June 30, 2012

More On Google vs. Apple Maps

I know this is supposed to be a blog about geocaching, but location-aware smartphones and their map apps have become such a huge aspect of geocaching (for better or worse), that this topic can't be ignored. Even by an old school, stand-alone GPSr device user such as myself.

This post on the Google Operating System Blog speculates on what features Google may have in store for its map app to stay ahead of the competition, which is especially important now since Apple's announcement that it will be using its own map app in iOS 6 rather than Google's. It is expected that Google's iOS version of its map app wil include features that used to be limited to Android devices, like vectorial maps, offline maps, navigation, integration with Google Places and new features like the "fly-over maps". It's possible we might even see integration of Google Earth and Google Maps on mobile devices.


Check out this short video showing some of the 3D imagery coming to Google Earth for mobile, featuring a cool tour of my home region in the Oakland-San Francisco Bay Area:






In other mapping-related news, presumably in light of the mass exodus of online mapping providers using the Google Maps API (like Groundspeak and Foursquare), Google has drastically lowered the price it charges developers, from $4 to $.50 per 1,000 map loads.


Cache On!

June 16, 2012

"Standalone GPS Devices are Dying"


Lots in the news this week about Apple dropping Google Maps and replacing it with their own mapping service in the next iOS release. This article in PC Magazine goes as far to suggest that this change will "kill GPS devices". Apparently this guy has never been geocaching.
True, Apple's move could hasten the demise of stand-alone, in-vehicle navigation devices, but this will have absolutely no effect on how I use my Garmin GPSmap 60CSx device; nor will it impact my decision to purchase another one, should I ever need to.

Cache On!

June 2, 2012

Maphead

I admit it; I'm not much of a bookworm. I spend most of my time outdoors or in front of a computer screen. But my family bought me a great book a while back as a gift. It's called, Maphead, and was written by Ken Jennings, who is better known as the all-time reigning Jeopardy! champion. I think my family got me the book because I'm somewhat of a geo-nerd. What they didn't know, and what turned out to be an added bonus, is that there is an entire chapter of this book dedicated to geocaching.

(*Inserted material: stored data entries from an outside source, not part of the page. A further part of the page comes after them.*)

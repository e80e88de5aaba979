//! Metadata compatibility rules applied on top of the raw similarity score.
//!
//! A lost/found pair is accepted only when every rule holds: score threshold,
//! category equality, colour-group compatibility, date ordering and window,
//! and location proximity. Rules only fire when both sides carry the field.

use std::fmt;

use crate::error::CoreError;
use crate::item::ItemProfile;
use crate::similarity;
use crate::types::ItemDate;

// ---------------------------------------------------------------------------
// Thresholds
// ---------------------------------------------------------------------------

pub const DEFAULT_SIMILARITY_THRESHOLD: f64 = 0.7;
pub const MIN_SIMILARITY_THRESHOLD: f64 = 0.0;
pub const MAX_SIMILARITY_THRESHOLD: f64 = 1.0;

/// Compatibility assigned to two distinct colours of the same group.
pub const SAME_GROUP_COLOR_COMPATIBILITY: f64 = 0.8;
pub const MIN_COLOR_COMPATIBILITY: f64 = 0.5;

/// Largest accepted gap between the lost date and the found date.
pub const MAX_DAYS_LOST_TO_FOUND: i64 = 365;

pub const MIN_LOCATION_SIMILARITY: f64 = 0.3;
/// Used when either side has no location.
pub const NEUTRAL_LOCATION_SIMILARITY: f64 = 0.5;
/// Used when one location string contains the other.
pub const CONTAINED_LOCATION_SIMILARITY: f64 = 0.8;

// ---------------------------------------------------------------------------
// Colour groups
// ---------------------------------------------------------------------------

/// Affinity groups of colour names considered interchangeable by reporters.
pub const COLOR_GROUPS: &[&[&str]] = &[
    &["red", "burgundy", "crimson", "scarlet"],
    &["blue", "navy", "azure", "cyan"],
    &["green", "emerald", "lime", "olive"],
    &["yellow", "gold", "amber"],
    &["black", "dark", "charcoal"],
    &["white", "cream", "ivory"],
    &["gray", "grey", "silver"],
    &["brown", "tan", "beige", "khaki"],
    &["purple", "violet", "magenta"],
    &["orange", "coral", "peach"],
];

/// Compatibility of two colour names in `[0.0, 1.0]`.
///
/// Equal names (ignoring case and surrounding whitespace) score `1.0`, two
/// members of the same [`COLOR_GROUPS`] entry score
/// [`SAME_GROUP_COLOR_COMPATIBILITY`], everything else `0.0`.
pub fn color_compatibility(color_a: &str, color_b: &str) -> f64 {
    let a = color_a.trim().to_lowercase();
    let b = color_b.trim().to_lowercase();

    if a == b {
        return 1.0;
    }

    let same_group = COLOR_GROUPS
        .iter()
        .any(|group| group.contains(&a.as_str()) && group.contains(&b.as_str()));

    if same_group {
        SAME_GROUP_COLOR_COMPATIBILITY
    } else {
        0.0
    }
}

// ---------------------------------------------------------------------------
// Location proximity
// ---------------------------------------------------------------------------

/// Similarity of two free-form locations in `[0.0, 1.0]`.
pub fn location_similarity(location_a: Option<&str>, location_b: Option<&str>) -> f64 {
    let (Some(a), Some(b)) = (location_a, location_b) else {
        return NEUTRAL_LOCATION_SIMILARITY;
    };

    let a = a.trim().to_lowercase();
    let b = b.trim().to_lowercase();

    if a.is_empty() || b.is_empty() {
        return NEUTRAL_LOCATION_SIMILARITY;
    }
    if a == b {
        return 1.0;
    }
    if a.contains(&b) || b.contains(&a) {
        return CONTAINED_LOCATION_SIMILARITY;
    }

    similarity::score(&a, &b)
}

// ---------------------------------------------------------------------------
// Filter
// ---------------------------------------------------------------------------

/// Why a candidate pair was turned away.
#[derive(Debug, Clone, PartialEq)]
pub enum Rejection {
    BelowThreshold { score: f64, threshold: f64 },
    CategoryMismatch,
    ColorMismatch { compatibility: f64 },
    FoundBeforeLost,
    DateGapTooLarge { days: i64 },
    LocationTooFar { similarity: f64 },
}

impl fmt::Display for Rejection {
    fn fmt(&self, f: &mut fmt::Formatter<'_>) -> fmt::Result {
        match self {
            Rejection::BelowThreshold { score, threshold } => {
                write!(f, "score {score:.3} below threshold {threshold:.3}")
            }
            Rejection::CategoryMismatch => f.write_str("categories differ"),
            Rejection::ColorMismatch { compatibility } => {
                write!(f, "colors incompatible ({compatibility:.2})")
            }
            Rejection::FoundBeforeLost => f.write_str("found date precedes lost date"),
            Rejection::DateGapTooLarge { days } => write!(f, "found {days} days after loss"),
            Rejection::LocationTooFar { similarity } => {
                write!(f, "locations too dissimilar ({similarity:.3})")
            }
        }
    }
}

/// Validate that a similarity threshold lies in `[0.0, 1.0]`.
pub fn validate_threshold(threshold: f64) -> Result<(), CoreError> {
    if !(MIN_SIMILARITY_THRESHOLD..=MAX_SIMILARITY_THRESHOLD).contains(&threshold) {
        return Err(CoreError::Validation(format!(
            "Similarity threshold must be between {MIN_SIMILARITY_THRESHOLD} and {MAX_SIMILARITY_THRESHOLD}, got {threshold}"
        )));
    }
    Ok(())
}

/// Accept/reject rules for a scored lost/found pair.
#[derive(Debug, Clone, Copy)]
pub struct MatchFilter {
    similarity_threshold: f64,
}

impl MatchFilter {
    pub fn new(similarity_threshold: f64) -> Self {
        Self {
            similarity_threshold,
        }
    }

    pub fn similarity_threshold(&self) -> f64 {
        self.similarity_threshold
    }

    /// `true` when the pair survives every rule.
    pub fn passes(&self, lost: &ItemProfile, found: &ItemProfile, score: f64) -> bool {
        self.evaluate(lost, found, score).is_ok()
    }

    /// Check every rule in order, reporting the first one that fails.
    pub fn evaluate(
        &self,
        lost: &ItemProfile,
        found: &ItemProfile,
        score: f64,
    ) -> Result<(), Rejection> {
        if score < self.similarity_threshold {
            return Err(Rejection::BelowThreshold {
                score,
                threshold: self.similarity_threshold,
            });
        }

        if let (Some(a), Some(b)) = (lost.category(), found.category()) {
            if a.to_lowercase() != b.to_lowercase() {
                return Err(Rejection::CategoryMismatch);
            }
        }

        if let (Some(a), Some(b)) = (lost.color(), found.color()) {
            let compatibility = color_compatibility(a, b);
            if compatibility < MIN_COLOR_COMPATIBILITY {
                return Err(Rejection::ColorMismatch { compatibility });
            }
        }

        check_dates(lost.date, found.date)?;

        let similarity = location_similarity(lost.location(), found.location());
        if similarity < MIN_LOCATION_SIMILARITY {
            return Err(Rejection::LocationTooFar { similarity });
        }

        Ok(())
    }
}

impl Default for MatchFilter {
    fn default() -> Self {
        Self::new(DEFAULT_SIMILARITY_THRESHOLD)
    }
}

fn check_dates(lost: Option<ItemDate>, found: Option<ItemDate>) -> Result<(), Rejection> {
    let (Some(lost), Some(found)) = (lost, found) else {
        return Ok(());
    };

    if found < lost {
        return Err(Rejection::FoundBeforeLost);
    }

    let days = (found - lost).num_days();
    if days > MAX_DAYS_LOST_TO_FOUND {
        return Err(Rejection::DateGapTooLarge { days });
    }

    Ok(())
}

#[cfg(test)]
mod tests {
    use chrono::{Days, NaiveDate};

    use super::*;
    use crate::item::Polarity;

    fn day0() -> NaiveDate {
        NaiveDate::from_ymd_opt(2024, 3, 1).unwrap()
    }

    fn item(polarity: Polarity) -> ItemProfile {
        ItemProfile {
            id: 1,
            polarity,
            user_id: 1,
            title: "Wallet".into(),
            description: "Leather wallet".into(),
            category: "accessories".into(),
            color: Some("black".into()),
            brand: None,
            condition: None,
            location: "Central Park".into(),
            date: Some(day0()),
            image_url: None,
            feature_tokens: None,
        }
    }

    fn pair() -> (ItemProfile, ItemProfile) {
        (item(Polarity::Lost), item(Polarity::Found))
    }

    // -- Colour groups -------------------------------------------------------

    #[test]
    fn same_group_colors_are_compatible() {
        assert!(color_compatibility("navy", "blue") >= MIN_COLOR_COMPATIBILITY);
        assert_eq!(color_compatibility("Grey", "silver"), SAME_GROUP_COLOR_COMPATIBILITY);
    }

    #[test]
    fn cross_group_colors_are_incompatible() {
        assert_eq!(color_compatibility("red", "green"), 0.0);
    }

    #[test]
    fn unknown_colors_are_incompatible_unless_equal() {
        assert_eq!(color_compatibility("teal", "turquoise"), 0.0);
        assert_eq!(color_compatibility(" Teal ", "teal"), 1.0);
    }

    // -- Location ------------------------------------------------------------

    #[test]
    fn location_exact_match_ignores_case() {
        assert_eq!(location_similarity(Some("Central Park"), Some("central park ")), 1.0);
    }

    #[test]
    fn location_containment_scores_point_eight() {
        assert_eq!(
            location_similarity(Some("Central Park"), Some("Central Park, north gate")),
            CONTAINED_LOCATION_SIMILARITY
        );
    }

    #[test]
    fn location_missing_is_neutral() {
        assert_eq!(location_similarity(None, Some("Library")), NEUTRAL_LOCATION_SIMILARITY);
        assert_eq!(location_similarity(Some("Library"), None), NEUTRAL_LOCATION_SIMILARITY);
    }

    #[test]
    fn location_falls_back_to_text_score() {
        assert_eq!(location_similarity(Some("Union Station"), Some("Harbor Pier")), 0.0);
        let partial = location_similarity(Some("Grand Central Station"), Some("Central Station Mall"));
        assert!(partial > MIN_LOCATION_SIMILARITY);
    }

    // -- Filter rules --------------------------------------------------------

    #[test]
    fn compatible_pair_passes() {
        let (lost, found) = pair();
        assert!(MatchFilter::default().passes(&lost, &found, 0.9));
    }

    #[test]
    fn score_below_threshold_is_rejected() {
        let (lost, found) = pair();
        let verdict = MatchFilter::default().evaluate(&lost, &found, 0.69);
        assert!(matches!(verdict, Err(Rejection::BelowThreshold { .. })));
        assert!(MatchFilter::default().passes(&lost, &found, 0.7));
    }

    #[test]
    fn custom_threshold_is_honoured() {
        let (lost, found) = pair();
        assert!(MatchFilter::new(0.5).passes(&lost, &found, 0.55));
        assert!(!MatchFilter::new(0.6).passes(&lost, &found, 0.55));
    }

    #[test]
    fn category_mismatch_is_rejected() {
        let (lost, mut found) = pair();
        found.category = "Electronics".into();
        assert_eq!(
            MatchFilter::default().evaluate(&lost, &found, 1.0),
            Err(Rejection::CategoryMismatch)
        );
    }

    #[test]
    fn category_compare_ignores_case() {
        let (lost, mut found) = pair();
        found.category = "ACCESSORIES".into();
        assert!(MatchFilter::default().passes(&lost, &found, 1.0));
    }

    #[test]
    fn blank_category_skips_rule() {
        let (lost, mut found) = pair();
        found.category = String::new();
        assert!(MatchFilter::default().passes(&lost, &found, 1.0));
    }

    #[test]
    fn color_group_mismatch_is_rejected() {
        let (lost, mut found) = pair();
        found.color = Some("white".into());
        assert!(matches!(
            MatchFilter::default().evaluate(&lost, &found, 1.0),
            Err(Rejection::ColorMismatch { .. })
        ));

        found.color = Some("charcoal".into());
        assert!(MatchFilter::default().passes(&lost, &found, 1.0));
    }

    #[test]
    fn missing_color_skips_rule() {
        let (lost, mut found) = pair();
        found.color = None;
        assert!(MatchFilter::default().passes(&lost, &found, 1.0));
    }

    #[test]
    fn found_one_day_before_lost_is_rejected() {
        let (lost, mut found) = pair();
        found.date = day0().checked_sub_days(Days::new(1));
        assert_eq!(
            MatchFilter::default().evaluate(&lost, &found, 1.0),
            Err(Rejection::FoundBeforeLost)
        );
    }

    #[test]
    fn found_366_days_after_is_rejected() {
        let (lost, mut found) = pair();
        found.date = day0().checked_add_days(Days::new(366));
        assert_eq!(
            MatchFilter::default().evaluate(&lost, &found, 1.0),
            Err(Rejection::DateGapTooLarge { days: 366 })
        );
    }

    #[test]
    fn found_within_window_is_accepted() {
        let (lost, mut found) = pair();
        found.date = day0().checked_add_days(Days::new(364));
        assert!(MatchFilter::default().passes(&lost, &found, 1.0));

        found.date = day0().checked_add_days(Days::new(365));
        assert!(MatchFilter::default().passes(&lost, &found, 1.0));
    }

    #[test]
    fn missing_date_skips_rule() {
        let (lost, mut found) = pair();
        found.date = None;
        assert!(MatchFilter::default().passes(&lost, &found, 1.0));
    }

    #[test]
    fn distant_location_is_rejected() {
        let (lost, mut found) = pair();
        found.location = "Airport Terminal".into();
        assert!(matches!(
            MatchFilter::default().evaluate(&lost, &found, 1.0),
            Err(Rejection::LocationTooFar { .. })
        ));
    }

    #[test]
    fn threshold_validation_bounds() {
        assert!(validate_threshold(0.0).is_ok());
        assert!(validate_threshold(0.7).is_ok());
        assert!(validate_threshold(1.0).is_ok());
        assert!(validate_threshold(1.01).is_err());
        assert!(validate_threshold(-0.1).is_err());
    }
}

In chapter 10, Mr. Jennings does a great job summarizing the history of geocaching, and provides some very interesting insights through interviews with Dave Ulmer (hider of the very first "geo-stash"), Jeremy Irish, along with top-cachers; EMC of Northridge CA, and Alamogul. It includes some interesting tidbits about how Ulmer was not a fan of geocaching.com at all for many years, and a discussion of what might have prompted the world's most prolific cacher at the time, CCCooperAgency, to suddenly just walk away from the sport in 2009, never to cache again.

So if you are a fan of maps and cartography, you will really enjoy this book. And, if you also enjoy geocaching (and who doesn't?), then you'll love this book; especially chapter 10.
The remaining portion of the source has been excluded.